Once you reach the line that holds "let c = &self.config;" in the listing below, output it and every line after it through the line that holds "let head: PlotPoints = self", word for word.

Data for processing ->
= = = = =
use std::time::{Duration, Instant};

use clap::Parser;
use eframe::egui;
use egui_plot::{Line, Plot, PlotPoints, Points};

use projectile_sim::dynamics::Sample;
use projectile_sim::io::json::FlightSummary;
use projectile_sim::sim::{self, presets, Pacing, Samples, SimulationConfig};

/// Plot a projectile trajectory, optionally drawn live.
#[derive(Parser)]
#[command(name = "projectile-viz", about, long_about = None)]
struct Args {
    /// Named preset
    #[arg(long, value_parser = presets::NAMES, default_value = "ping-pong", conflicts_with = "config")]
    preset: String,

    /// JSON config file
    #[arg(short, long)]
    config: Option<String>,

    /// Reveal the trajectory one sample per frame delay
    #[arg(long)]
    animate: bool,

    /// Delay per sample when animating (ms)
    #[arg(long, default_value_t = 1)]
    delay_ms: u64,
}

fn main() -> eframe::Result {
    let args = Args::parse();
    let config = match &args.config {
        Some(path) => SimulationConfig::from_json_file(path),
        None => Ok(presets::by_name(&args.preset).unwrap_or_default()),
    };
    let config = match config {
        Ok(c) => c,
        Err(e) => {
            eprintln!("error: {e}");
            std::process::exit(1);
        }
    };
    let samples = match sim::integrate(&config) {
        Ok(s) => s,
        Err(e) => {
            eprintln!("error: {e}");
            std::process::exit(1);
        }
    };

    let pacing = Pacing::from_flag(args.animate, Duration::from_millis(args.delay_ms));
    let app = TrajectoryViz::new(config, samples, pacing);
    let options = eframe::NativeOptions {
        viewport: egui::ViewportBuilder::default().with_inner_size([1200.0, 800.0]),
        ..Default::default()
    };
    eframe::run_native(
        "Projectile Trajectory with Air Resistance",
        options,
        Box::new(|_| Ok(Box::new(app))),
    )
}

struct TrajectoryViz {
    config: SimulationConfig,
    source: Samples,
    pacing: Pacing,
    trajectory: Vec<Sample>,
    error: Option<String>,
    started: Instant,
}

impl TrajectoryViz {
    fn new(config: SimulationConfig, source: Samples, pacing: Pacing) -> Self {
        Self {
            config,
            source,
            pacing,
            trajectory: Vec::new(),
            error: None,
            started: Instant::now(),
        }
    }

    /// Pull as many samples as the pacing allows for this frame.
    fn pull(&mut self) {
        let due = match self.pacing {
            Pacing::Immediate => usize::MAX,
            Pacing::Animated(delay) => {
                let per = delay.as_secs_f64().max(1e-6);
                (self.started.elapsed().as_secs_f64() / per) as usize + 1
            }
        };
        while self.trajectory.len() < due {
            match self.source.next() {
                Some(Ok(sample)) => self.trajectory.push(sample),
                Some(Err(e)) => {
                    self.error = Some(e.to_string());
                    break;
                }
                None => break,
            }
        }
    }

    fn done(&self) -> bool {
        self.source.is_terminated()
    }
}

impl eframe::App for TrajectoryViz {
    fn update(&mut self, ctx: &egui::Context, _frame: &mut eframe::Frame) {
        self.pull();
        if !self.done() {
            ctx.request_repaint();
        }

        egui::TopBottomPanel::top("header").show(ctx, |ui| {
            ui.heading("Projectile Trajectory with Air Resistance");
            let c = &self.config;
            ui.label(format!(
                "h={} m  |  angle={} deg  |  v0={} m/s  |  g={}  |  rho={}  |  A={}  |  Cd={}  |  m={} kg  |  dt={} s",
                c.height, c.angle, c.velocity, c.gravity, c.density, c.area,
                c.drag_coefficient, c.mass, c.time_step,
            ));
            if let Some(err) = &self.error {
                ui.colored_label(egui::Color32::RED, err);
            } else if self.done() {
                if let Some(s) = FlightSummary::from_trajectory(c, &self.trajectory) {
                    ui.label(format!(
                        "Apex: {:.3} m  |  Range: {:.3} m (vacuum {:.3} m)  |  Flight: {:.2} s  |  Samples: {}",
                        s.apex_y_m, s.range_m, s.vacuum_range_m, s.flight_time_s, s.samples,
                    ));
                }
            } else {
                ui.label(format!("Drawing... {} samples", self.trajectory.len()));
            }
        });

        egui::CentralPanel::default().show(ctx, |ui| {
            let path: PlotPoints = self.trajectory.iter().map(|s| [s.pos.x, s.pos.y]).collect();
            let head: PlotPoints = self
                .trajectory
                .last()
                .map(|s| vec![[s.pos.x, s.pos.y]])
                .unwrap_or_default()
                .into();
            Plot::new("trajectory")
                .x_axis_label("Horizontal Distance (m)")
                .y_axis_label("Vertical Distance (m)")
                .data_aspect(1.0)
                .show(ui, |plot_ui| {
                    plot_ui.line(Line::new("Trajectory", path).width(2.0));
                    plot_ui.points(Points::new("Projectile", head).radius(4.0));
                });
        });
    }
}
= = = = =
Task answer ->
            let c = &self.config;
            ui.label(format!(
                "h={} m  |  angle={} deg  |  v0={} m/s  |  g={}  |  rho={}  |  A={}  |  Cd={}  |  m={} kg  |  dt={} s",
                c.height, c.angle, c.velocity, c.gravity, c.density, c.area,
                c.drag_coefficient, c.mass, c.time_step,
            ));
            if let Some(err) = &self.error {
                ui.colored_label(egui::Color32::RED, err);
            } else if self.done() {
                if let Some(s) = FlightSummary::from_trajectory(c, &self.trajectory) {
                    ui.label(format!(
                        "Apex: {:.3} m  |  Range: {:.3} m (vacuum {:.3} m)  |  Flight: {:.2} s  |  Samples: {}",
                        s.apex_y_m, s.range_m, s.vacuum_range_m, s.flight_time_s, s.samples,
                    ));
                }
            } else {
                ui.label(format!("Drawing... {} samples", self.trajectory.len()));
            }
        });

        egui::CentralPanel::default().show(ctx, |ui| {
            let path: PlotPoints = self.trajectory.iter().map(|s| [s.pos.x, s.pos.y]).collect();
            let head: PlotPoints = self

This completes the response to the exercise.